Un passo indietro per favorire studenti e atenei

Maria Grazia Siliquini*

È incredibile come i primi interventi sull’Università sembrano finalizzati a riportare le lancette degli orologi al 2001. Mi rivolgo al neo ministro Mussi, che ha deciso il ritiro dei decreti di riforma degli ordinamenti didattici (attualmente al vaglio della Corte dei Conti) che dovevano applicare i nuovi percorsi ad «Y» introdotti per superare i problemi conseguenti al cosiddetto «3+2».
Nella sua piena e legittima libertà di scelta, Mussi ha voluto interrompere la sperimentazione dei nuovi corsi di laurea anche per quelle università che, liberamente e responsabilmente, lo ritenevano possibile, e che in questi mesi si erano già organizzate per partire nell’autunno 2006. In questo modo il ministro, in contrasto all’autonomia delle università, non ha valutato che atenei di antica costituzione sono in grado di adeguarsi e di proporre corsi di laurea più qualificati e più proficuamente spendibili sul mercato del lavoro.
A questo punto ritengo sia opportuno fare un po’ di chiarezza: è il governo di centrosinistra che con la legge 509/99, fortemente voluta dai ministri Berlinguer-Zecchino, ha forzatamente ed improvvisamente introdotto la riforma del 3+2, calandola dall’alto, senza alcuna «concertazione». Ed è così che una riforma ideata per i politecnici (l’idea partì dal politecnico di Torino), è stata applicata a tutte le classi di laurea, anche a quelle umanistiche alle quali non era adatta. È apparso chiaro, dopo i primi anni di applicazione, che il «3+2» ha portato ad una notevole «dequalificazione» dell’università italiana, con particolare riferimento alle lauree brevi.
Il governo di centrodestra aveva preso atto di questa grave situazione, dopo aver monitorato lo stato dell’università per tre anni. Solo nel 2004, con la legge 270, è stato introdotto il nuovo percorso ad «Y», definito così perché in ogni corso di laurea vi è un primo anno in comune e successivamente gli studenti operano una scelta, sempre reversibile, tra il biennio che porta ad una laurea triennale (breve) ed il quadriennio organizzato con l’obiettivo di raggiungere una laurea quinquennale (magistrale).

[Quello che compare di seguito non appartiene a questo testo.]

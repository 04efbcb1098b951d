//! File writer for the logger

use std::fs::{File, OpenOptions};
use std::io::{self, BufWriter, Write};
use std::path::Path;
use std::sync::{Arc, Mutex};

use tracing_subscriber::fmt::MakeWriter;

use crate::logger::config::FileConfig;
use crate::logger::error::LoggerError;

/// Shared handle to the log file, handed to `fmt::layer().with_writer`
#[derive(Clone)]
pub struct LogFileWriter {
    file: Arc<Mutex<BufWriter<File>>>,
}

impl LogFileWriter {
    /// Open the configured file, creating parent directories as needed
    pub fn new(config: &FileConfig) -> Result<Self, LoggerError> {
        if let Some(parent) = config.path.parent()
            && !parent.as_os_str().is_empty()
        {
            std::fs::create_dir_all(parent)
                .map_err(|e| LoggerError::open_file(parent, e))?;
        }

        let file = open_log_file(&config.path, config.append)
            .map_err(|e| LoggerError::open_file(&config.path, e))?;

        Ok(Self {
            file: Arc::new(Mutex::new(BufWriter::new(file))),
        })
    }
}

impl<'a> MakeWriter<'a> for LogFileWriter {
    type Writer = LogFileGuard;

    fn make_writer(&'a self) -> Self::Writer {
        LogFileGuard {
            file: self.file.clone(),
        }
    }
}

/// Per-event writer; flushes the buffer when the event is done
pub struct LogFileGuard {
    file: Arc<Mutex<BufWriter<File>>>,
}

impl Write for LogFileGuard {
    fn write(&mut self, buf: &[u8]) -> io::Result<usize> {
        let mut file = self
            .file
            .lock()
            .map_err(|_| io::Error::other("Failed to acquire writer lock"))?;
        file.write(buf)
    }

    fn flush(&mut self) -> io::Result<()> {
        let mut file = self
            .file
            .lock()
            .map_err(|_| io::Error::other("Failed to acquire writer lock"))?;
        file.flush()
    }
}

impl Drop for LogFileGuard {
    fn drop(&mut self) {
        if let Ok(mut file) = self.file.lock() {
            let _ = file.flush();
        }
    }
}

fn open_log_file(path: &Path, append: bool) -> io::Result<File> {
    OpenOptions::new()
        .create(true)
        .write(true)
        .append(append)
        .truncate(!append)
        .open(path)
}
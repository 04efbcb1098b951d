//! Error types shared by notification producers.

use thiserror::Error;

/// Errors raised by notification producers
///
/// `producer` names the backend ("kafka", "kinesis") the error came from.
/// The underlying cause is preserved as the error source.
#[derive(Error, Debug)]
pub enum ProducerError {
    /// The producer could not be constructed or could not reach its backend
    #[error("Failed to create {producer} producer")]
    Connection {
        producer: &'static str,
        #[source]
        source: anyhow::Error,
    },

    /// A single send (or flush) failed, including payload serialization
    #[error("Failed to send notification via {producer}")]
    Transport {
        producer: &'static str,
        #[source]
        source: anyhow::Error,
    },
}

impl ProducerError {
    pub fn connection(producer: &'static str, source: impl Into<anyhow::Error>) -> Self {
        Self::Connection {
            producer,
            source: source.into(),
        }
    }

    pub fn transport(producer: &'static str, source: impl Into<anyhow::Error>) -> Self {
        Self::Transport {
            producer,
            source: source.into(),
        }
    }

    /// Name of the producer that raised the error
    pub fn producer(&self) -> &'static str {
        match self {
            Self::Connection { producer, .. } | Self::Transport { producer, .. } => producer,
        }
    }
}

/// Type alias for Result with ProducerError
pub type ProducerResult<T> = Result<T, ProducerError>;
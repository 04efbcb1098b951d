//! Notification payload model.
//!
//! A `Notification` is the single message shape published to every transport.
//! Its JSON form is the on-wire body consumers receive from both Kafka and
//! Kinesis.

use jiff::Timestamp;
use serde::{Deserialize, Serialize};

/// Notification type used for system-wide announcements
pub const SYSTEM_NOTIFICATION_TYPE: &str = "system";

/// Target identifier meaning "every user"
pub const ALL_USERS_TARGET: &str = "all_users";

/// Broadcast message sent through a notification producer
///
/// `id` and `timestamp` may be left unset by callers; producers fill them in
/// right before transmission (see `Normalizer`). An empty `id` and a `None`
/// timestamp are treated as unset.
#[derive(Debug, Clone, Default, PartialEq, Eq, Serialize, Deserialize)]
pub struct Notification {
    /// Unique identifier, also used as the Kinesis partition key
    #[serde(default)]
    pub id: String,

    /// Category tag such as "system" or "marketing"
    #[serde(rename = "type", default)]
    pub kind: String,

    /// Short title
    #[serde(default)]
    pub title: String,

    /// Message body
    #[serde(default)]
    pub message: String,

    /// Creation time, serialized as an RFC 3339 string
    #[serde(default)]
    pub timestamp: Option<Timestamp>,

    /// Audience identifiers, interpreted by downstream consumers
    #[serde(default)]
    pub targets: Vec<String>,
}

impl Notification {
    /// Creates a notification without id or timestamp
    pub fn new(
        kind: impl Into<String>,
        title: impl Into<String>,
        message: impl Into<String>,
        targets: Vec<String>,
    ) -> Self {
        Self {
            id: String::new(),
            kind: kind.into(),
            title: title.into(),
            message: message.into(),
            timestamp: None,
            targets,
        }
    }

    /// Creates a system announcement addressed to all users
    pub fn system_announcement(title: impl Into<String>, message: impl Into<String>) -> Self {
        Self::new(
            SYSTEM_NOTIFICATION_TYPE,
            title,
            message,
            vec![ALL_USERS_TARGET.to_string()],
        )
    }

    /// Whether the caller left the id unset
    pub fn has_id(&self) -> bool {
        !self.id.is_empty()
    }

    /// Serializes the notification into its wire form
    pub fn to_json_bytes(&self) -> serde_json::Result<Vec<u8>> {
        serde_json::to_vec(self)
    }

    /// Parses a notification from its wire form
    pub fn from_json_slice(bytes: &[u8]) -> serde_json::Result<Self> {
        serde_json::from_slice(bytes)
    }
}

#[cfg(test)]
mod tests {
    use super::*;
    use proptest::prelude::*;
    use serde_json::Value;

    fn sample() -> Notification {
        Notification {
            id: "1700000000000000000".to_string(),
            kind: "marketing".to_string(),
            title: "Special Offer!".to_string(),
            message: "50% off".to_string(),
            timestamp: Some(Timestamp::from_second(1_700_000_000).unwrap()),
            targets: vec!["premium_users".to_string(), "active_users".to_string()],
        }
    }

    #[test]
    fn test_wire_field_names() {
        let bytes = sample().to_json_bytes().unwrap();
        let value: Value = serde_json::from_slice(&bytes).unwrap();
        let object = value.as_object().unwrap();

        let mut keys: Vec<&str> = object.keys().map(String::as_str).collect();
        keys.sort_unstable();
        assert_eq!(
            keys,
            vec!["id", "message", "targets", "timestamp", "title", "type"]
        );
        assert_eq!(object["type"], "marketing");
        assert_eq!(object["timestamp"], "2023-11-14T22:13:20Z");
        assert_eq!(object["targets"][1], "active_users");
    }

    #[test]
    fn test_empty_targets_serialize_as_array() {
        let notification = Notification::new("system", "t", "m", Vec::new());
        let value: Value = serde_json::to_value(&notification).unwrap();
        assert_eq!(value["targets"], Value::Array(Vec::new()));
    }

    #[test]
    fn test_system_announcement_shape() {
        let notification = Notification::system_announcement("T", "M");
        assert_eq!(notification.kind, "system");
        assert_eq!(notification.title, "T");
        assert_eq!(notification.message, "M");
        assert_eq!(notification.targets, vec!["all_users".to_string()]);
        assert!(!notification.has_id());
        assert!(notification.timestamp.is_none());
    }

    #[test]
    fn test_parse_payload_from_other_producers() {
        let raw = br#"{"id":"42","type":"system","title":"T","message":"M","timestamp":"2024-05-01T10:00:00.123456789Z","targets":["all_users"]}"#;
        let parsed = Notification::from_json_slice(raw).unwrap();
        assert_eq!(parsed.id, "42");
        assert_eq!(
            parsed.timestamp,
            Some("2024-05-01T10:00:00.123456789Z".parse().unwrap())
        );
    }

    fn arb_notification() -> impl Strategy<Value = Notification> {
        (
            "[0-9a-f-]{0,36}",
            prop_oneof![Just("system".to_string()), Just("marketing".to_string()), "[a-z]{1,12}"],
            ".{0,40}",
            ".{0,200}",
            proptest::option::of((0i64..4_000_000_000i64, 0i32..1_000_000_000i32)),
            proptest::collection::vec("[a-z_]{1,16}", 0..5),
        )
            .prop_map(|(id, kind, title, message, timestamp, targets)| Notification {
                id,
                kind,
                title,
                message,
                timestamp: timestamp.map(|(secs, nanos)| Timestamp::new(secs, nanos).unwrap()),
                targets,
            })
    }

    proptest! {
        #[test]
        fn prop_wire_round_trip(notification in arb_notification()) {
            let bytes = notification.to_json_bytes().unwrap();
            let parsed = Notification::from_json_slice(&bytes).unwrap();
            prop_assert_eq!(parsed, notification);
        }
    }
}
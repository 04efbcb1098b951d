//! Producer factory for the configured broker.

use super::error::ProducerResult;
use super::kafka_producer::KafkaProducer;
use super::kinesis_producer::KinesisProducer;
use super::normalizer::Normalizer;
use super::producer::NotificationProducer;
use crate::config::{BrokerKind, BrokerSettings};
use std::sync::Arc;

/// Create the producer selected by `settings.kind`
///
/// # Errors
/// `ProducerError::Connection` if the backend cannot be reached
pub async fn create_producer(
    settings: &BrokerSettings,
) -> ProducerResult<Arc<dyn NotificationProducer>> {
    let normalizer = Normalizer::with_strategy(settings.id_strategy);

    let producer: Arc<dyn NotificationProducer> = match settings.kind {
        BrokerKind::Kafka => Arc::new(KafkaProducer::connect(&settings.kafka, normalizer).await?),
        BrokerKind::Kinesis => {
            Arc::new(KinesisProducer::connect(&settings.kinesis, normalizer).await?)
        }
    };

    Ok(producer)
}
//! CLI module for notifier-rs
//!
//! This module provides command-line interface functionality including:
//! - Argument parsing with clap
//! - Configuration merging (CLI args + config files)
//! - Command execution and validation
//! - Command handlers for demo, announce, send and check

pub mod config_merger;
pub mod executor;
pub mod handlers;
pub mod parser;
pub mod validation;

pub use config_merger::ConfigurationMerger;
pub use executor::execute_command;
pub use parser::{Broker, Cli, Commands, Environment};

use crate::config::settings::Settings;
use crate::error::AppResult;
use crate::logger::init_logger;

/// Load configuration files and apply CLI overrides
///
/// # Errors
/// Returns error if configuration loading, merging, or validation fails
pub fn load_and_merge_config(cli: &Cli) -> AppResult<Settings> {
    let merger = ConfigurationMerger::from_cli(cli)?;
    Ok(merger.merge_cli_args(cli)?)
}

/// Initialize the global logger from settings
///
/// # Errors
/// Returns error if the logger configuration is invalid or the log file
/// cannot be opened
pub fn init_logger_from_settings(settings: &Settings) -> anyhow::Result<()> {
    let logger_config = settings.logger.clone().into_logger_config()?;
    init_logger(logger_config)
}
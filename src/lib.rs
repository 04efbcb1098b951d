//! Notifier-RS Library
//!
//! Publishes notifications to Kafka or Kinesis behind a single producer trait.

use shadow_rs::shadow;
shadow!(build);

pub mod cli;
pub mod config;
pub mod error;
pub mod logger;
pub mod models;
pub mod services;

pub fn pkg_version() -> &'static str {
    build::PKG_VERSION
}

pub fn clap_long_version() -> &'static str {
    build::CLAP_LONG_VERSION
}
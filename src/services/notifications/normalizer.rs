//! Pre-send normalization of notifications.
//!
//! Producers never stamp notifications themselves. They run every outgoing
//! notification through a `Normalizer`, which fills in a missing id and
//! timestamp from an injected clock and id generator, then serializes it.

use super::error::{ProducerError, ProducerResult};
use crate::models::Notification;
use anyhow::Context;
use jiff::Timestamp;
use serde::{Deserialize, Serialize};
use std::sync::Arc;

/// Source of the current time
pub trait Clock: Send + Sync {
    fn now(&self) -> Timestamp;
}

/// Wall clock backed by the system time
#[derive(Debug, Clone, Copy, Default)]
pub struct SystemClock;

impl Clock for SystemClock {
    fn now(&self) -> Timestamp {
        Timestamp::now()
    }
}

/// Source of notification ids
pub trait IdGenerator: Send + Sync {
    /// Returns a new id; `now` is the timestamp the notification is stamped with
    fn next_id(&self, now: Timestamp) -> String;
}

/// Ids derived from the Unix time in nanoseconds
#[derive(Debug, Clone, Copy, Default)]
pub struct NanosIdGenerator;

impl IdGenerator for NanosIdGenerator {
    fn next_id(&self, now: Timestamp) -> String {
        now.as_nanosecond().to_string()
    }
}

/// Random UUID v4 ids
#[derive(Debug, Clone, Copy, Default)]
pub struct UuidIdGenerator;

impl IdGenerator for UuidIdGenerator {
    fn next_id(&self, _now: Timestamp) -> String {
        uuid::Uuid::new_v4().to_string()
    }
}

/// Id generation strategy selectable from configuration
#[derive(Debug, Clone, Copy, PartialEq, Eq, Serialize, Deserialize, Default)]
#[serde(rename_all = "lowercase")]
pub enum IdStrategy {
    #[default]
    Nanos,
    Uuid,
}

impl IdStrategy {
    pub fn as_str(&self) -> &'static str {
        match self {
            IdStrategy::Nanos => "nanos",
            IdStrategy::Uuid => "uuid",
        }
    }

    pub fn generator(self) -> Arc<dyn IdGenerator> {
        match self {
            IdStrategy::Nanos => Arc::new(NanosIdGenerator),
            IdStrategy::Uuid => Arc::new(UuidIdGenerator),
        }
    }
}

/// Fills in missing notification metadata and produces the wire payload
#[derive(Clone)]
pub struct Normalizer {
    clock: Arc<dyn Clock>,
    ids: Arc<dyn IdGenerator>,
}

impl Normalizer {
    pub fn new(clock: Arc<dyn Clock>, ids: Arc<dyn IdGenerator>) -> Self {
        Self { clock, ids }
    }

    /// Normalizer using the system clock and the given id strategy
    pub fn with_strategy(strategy: IdStrategy) -> Self {
        Self::new(Arc::new(SystemClock), strategy.generator())
    }

    /// Sets `id` and `timestamp` when the caller left them unset
    ///
    /// Values already present are kept as they are.
    pub fn normalize(&self, mut notification: Notification) -> Notification {
        if notification.id.is_empty() || notification.timestamp.is_none() {
            let now = self.clock.now();
            if notification.id.is_empty() {
                notification.id = self.ids.next_id(now);
            }
            if notification.timestamp.is_none() {
                notification.timestamp = Some(now);
            }
        }
        notification
    }

    /// Normalizes the notification and serializes it to JSON
    ///
    /// # Errors
    /// Returns `ProducerError::Transport` attributed to `producer` when
    /// serialization fails.
    pub fn encode(
        &self,
        producer: &'static str,
        notification: Notification,
    ) -> ProducerResult<(Notification, Vec<u8>)> {
        let notification = self.normalize(notification);
        let payload = notification
            .to_json_bytes()
            .context("failed to marshal notification")
            .map_err(|e| ProducerError::transport(producer, e))?;
        Ok((notification, payload))
    }
}

impl Default for Normalizer {
    fn default() -> Self {
        Self::with_strategy(IdStrategy::default())
    }
}

impl std::fmt::Debug for Normalizer {
    fn fmt(&self, f: &mut std::fmt::Formatter<'_>) -> std::fmt::Result {
        f.debug_struct("Normalizer").finish_non_exhaustive()
    }
}
//! Core notification producer trait.
//!
//! This module provides the abstraction over message transports, allowing
//! the service layer to publish notifications without knowing which broker
//! sits behind it.

use super::error::ProducerResult;
use crate::models::Notification;
use async_trait::async_trait;

/// Trait for notification producers (Kafka, Kinesis, ...)
///
/// Uses `async_trait` to support async methods with dynamic dispatch.
/// All producers must be Send + Sync so they can be shared behind an `Arc`.
///
/// # Example Implementation
/// ```ignore
/// use async_trait::async_trait;
///
/// pub struct StdoutProducer {
///     normalizer: Normalizer,
/// }
///
/// #[async_trait]
/// impl NotificationProducer for StdoutProducer {
///     async fn send(&self, notification: Notification) -> ProducerResult<()> {
///         let (_, payload) = self.normalizer.encode(self.name(), notification)?;
///         println!("{}", String::from_utf8_lossy(&payload));
///         Ok(())
///     }
///
///     async fn close(&self) -> ProducerResult<()> {
///         Ok(())
///     }
///
///     fn name(&self) -> &'static str {
///         "stdout"
///     }
/// }
/// ```
#[async_trait]
pub trait NotificationProducer: Send + Sync {
    /// Publishes a notification
    ///
    /// Missing `id` and `timestamp` are filled in before serialization. The
    /// returned future completes once the transport reports the outcome.
    /// No retry is attempted.
    ///
    /// # Errors
    /// `ProducerError::Transport` when serialization or the transport call fails
    async fn send(&self, notification: Notification) -> ProducerResult<()>;

    /// Releases transport resources
    ///
    /// Call once at shutdown, after the last `send`.
    async fn close(&self) -> ProducerResult<()>;

    /// Returns the producer name for logging/debugging
    fn name(&self) -> &'static str;
}
//! Deployment environment selecting the layered config file

use std::str::FromStr;

use serde::{Deserialize, Serialize};

use crate::config::error::ConfigError;

/// Deployment environment of the notifier
#[derive(Debug, Clone, Copy, Default, PartialEq, Eq, Serialize, Deserialize)]
#[serde(rename_all = "lowercase")]
pub enum Environment {
    #[default]
    Development,
    Test,
    Staging,
    Production,
}

impl Environment {
    /// Variable consulted by `from_env`
    pub const ENV_VAR: &'static str = "NOTIFIER_APP_ENV";

    /// Every environment, in promotion order
    pub const ALL: [Environment; 4] = [
        Environment::Development,
        Environment::Test,
        Environment::Staging,
        Environment::Production,
    ];

    /// Read `NOTIFIER_APP_ENV`, falling back to `Development` when unset or unknown
    pub fn from_env() -> Self {
        std::env::var(Self::ENV_VAR)
            .ok()
            .and_then(|s| s.parse().ok())
            .unwrap_or_default()
    }

    pub fn as_str(&self) -> &'static str {
        match self {
            Environment::Development => "development",
            Environment::Test => "test",
            Environment::Staging => "staging",
            Environment::Production => "production",
        }
    }

    /// Name of the layered file holding this environment's overrides
    pub fn file_name(&self) -> String {
        format!("{}.toml", self.as_str())
    }
}

impl FromStr for Environment {
    type Err = ConfigError;

    fn from_str(s: &str) -> Result<Self, Self::Err> {
        match s.trim().to_lowercase().as_str() {
            "development" | "dev" => Ok(Environment::Development),
            "test" => Ok(Environment::Test),
            "staging" | "stage" => Ok(Environment::Staging),
            "production" | "prod" => Ok(Environment::Production),
            _ => Err(ConfigError::EnvVarError(format!(
                "Invalid environment '{}'. Valid values are: development, test, staging, production",
                s
            ))),
        }
    }
}

impl std::fmt::Display for Environment {
    fn fmt(&self, f: &mut std::fmt::Formatter<'_>) -> std::fmt::Result {
        f.write_str(self.as_str())
    }
}
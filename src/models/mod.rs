mod notification;

pub use notification::{ALL_USERS_TARGET, Notification, SYSTEM_NOTIFICATION_TYPE};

Ma nella fretta di bloccare tutto il nuovo governo non si è reso conto che i decreti ritirati contengono già, ad esempio, la soluzione al problema delle cosiddette «lauree facili», evidenziato recentemente dagli organi di stampa ed ultimamente dall’inchiesta televisiva di Report sulle convenzioni Atenei/Amministrazioni Pubbliche. Se oggi infatti gli Atenei rilasciano lauree con lo «sconto» è colpa della normativa vigente (D.M. 509/1999), introdotta dalla sinistra, che ha imposto all’Università italiana la riforma del «3+2». La «degenerazione» è stata favorita anche dai negativi meccanismi di valutazione e finanziamento del sistema universitario (sempre introdotti dalla sinistra), che hanno premiato esclusivamente gli Atenei con più iscritti e più laureati. Questo problema è stato da noi sanato introducendo nei decreti delle nuove classi alcune norme a salvaguardia degli studenti.
Se i decreti fossero stati pubblicati e non ritirati, già dal prossimo anno accademico sarebbero stati evitati questi abusi. Per questo rivolgo un appello al ministro Mussi affinché valuti a fondo le nostre riforme e non decida sull’onda emotiva. Sono disponibile ad un confronto costruttivo nell’interesse dei nostri studenti.